3. Congressional (AT&T National): The architecture freaks will laugh, but this is a terrific tour-pro venue with a strong finish and an old-school, meat-and-potatoes disposition. You must do everything well to have a chance here, but driving the ball to opportune spots is absolutely imperative. Tiger's tournament will leave when Congressional hosts the U.S. Amateur (2010) and U.S. Open (2012), but with Woods' insistence and an ounce of common sense, it will return and stay put.
4. Riviera (Northern Trust Open): You walk the grounds and see a design by a man (George Thomas) with a vivid imagination. Walk it again and you'll see a dozen things you missed the first time. A shotmaking heaven beset by weather and conditioning problems in recent times, Riviera will always possess a flair and stylistic sensibilities that can't be duplicated. The dude knew what he was doing when he designed this place.

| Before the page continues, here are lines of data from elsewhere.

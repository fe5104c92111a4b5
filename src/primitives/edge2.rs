//! Undirected 2D edge type.

use super::Point2;
use num_traits::Float;

/// An edge between two points.
///
/// The endpoints are stored in the order they were given, but the edge is
/// undirected: [`Edge2::approx_eq`] treats `(v0, v1)` and `(v1, v0)` as the
/// same edge.
#[derive(Debug, Clone, Copy, PartialEq)]
#[cfg_attr(feature = "serde", derive(serde::Serialize, serde::Deserialize))]
pub struct Edge2<F> {
    pub v0: Point2<F>,
    pub v1: Point2<F>,
}

impl<F: Float> Edge2<F> {
    /// Creates a new edge from two endpoints.
    #[inline]
    pub fn new(v0: Point2<F>, v1: Point2<F>) -> Self {
        Self { v0, v1 }
    }

    /// Returns the squared length of the edge.
    #[inline]
    pub fn length_squared(self) -> F {
        self.v0.distance_squared(self.v1)
    }

    #[inline]
    pub fn length(self) -> F {
        self.v0.distance(self.v1)
    }

    #[inline]
    pub fn midpoint(self) -> Point2<F> {
        self.v0.midpoint(self.v1)
    }

    /// Returns the edge with its endpoints swapped.
    #[inline]
    pub fn reversed(self) -> Self {
        Self {
            v0: self.v1,
            v1: self.v0,
        }
    }

    /// Returns `true` if both edges join the same two points, in either
    /// orientation, with each endpoint compared within `eps`.
    ///
    /// # Example
    ///
    /// ```
    /// use delaunay2d::primitives::{Edge2, Point2};
    ///
    /// let a = Point2::new(0.0_f64, 0.0);
    /// let b = Point2::new(1.0, 0.5);
    ///
    /// assert!(Edge2::new(a, b).approx_eq(Edge2::new(b, a), 1e-9));
    /// ```
    #[inline]
    pub fn approx_eq(self, other: Self, eps: F) -> bool {
        (self.v0.approx_eq(other.v0, eps) && self.v1.approx_eq(other.v1, eps))
            || (self.v0.approx_eq(other.v1, eps) && self.v1.approx_eq(other.v0, eps))
    }

    /// Returns `true` if the endpoints coincide within `eps`.
    #[inline]
    pub fn is_degenerate(self, eps: F) -> bool {
        self.v0.approx_eq(self.v1, eps)
    }
}

impl<F: Float> From<(Point2<F>, Point2<F>)> for Edge2<F> {
    fn from((v0, v1): (Point2<F>, Point2<F>)) -> Self {
        Self::new(v0, v1)
    }
}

__5. East Lake (Tour Championship): __A couple of so-so-holes and the par-3 18th don't help matters here, but this is a high-quality layout overall. Some juicy rough can really bring out the best in East Lake, and there have been a couple of years when par was a terrific score. A very classy design, if not the most imaginative, and utterly gorgeous in spots.
6. Quail Hollow (Charlotte): Tight and challenging but still very interesting, the 17th and 18th take a very good course to the edge of greatness, at least by tour standards. A favorite of the players and a big reason why this tournament has drawn premium fields from the start (2003), Quail Hollow has its eye on someday hosting a U.S. Open or PGA Championship. I'm not crazy about that idea, but the people here should be happy with the tour stop they already have.
7. Muirfield Village (Memorial): It almost seems over-designed to me, a Nicklaus creation that represents Jack at full-blast, but that doesn't mean it isn't very good, despite the mild finish. Some really good risk-reward for the big boys here, and the next time a blade of grass is out of place will be the first time. Jack's pride and joy, almost to the point where he can't stop messing with it.
8. Firestone (WGC-Bridgestone Invitational): Some people think it's boring. I think those people should play it a couple of times. No course has stood the test of time and equipment better than this one. Tiger seems to have figured out all of Firestone's mysteries, but no one else has. Some very difficult greens, an underrated test of the short game. It might be a little plain in spots, but plain can be a good thing, too.
- TPC Sawgrass (Players Championship):
__ A layout tweaked constantly to accommodate tour pros of all shapes and sizes, much like the tour itself. I've grown to believe the Stadium Course is a bit overrated, a chameleon that plays differently every year and brings the luck factor into play more often than it should. That said, the par-5 16th, with all its bells and whistles, might be the best hole on the property. The 18th is almost too hard, and the famous par-3 17th would be more appropriate somewhere earlier in the routing.
10. Harbour Town (MCI Heritage): My favorite among the half-dozen or so candidates for the last spot, I'm guessing many people wouldn't agree. What I like about it is, you can't just smash the ball anywhere and expect to find a clear shot to the green, much less at the flag. If you want to test the world's best players, make them drive the ball to green-light positions without getting ridiculous about it. Harbour Town accomplishes that goal, giving it a slight edge over Innisbrook, which might be the most underrated course on the tour.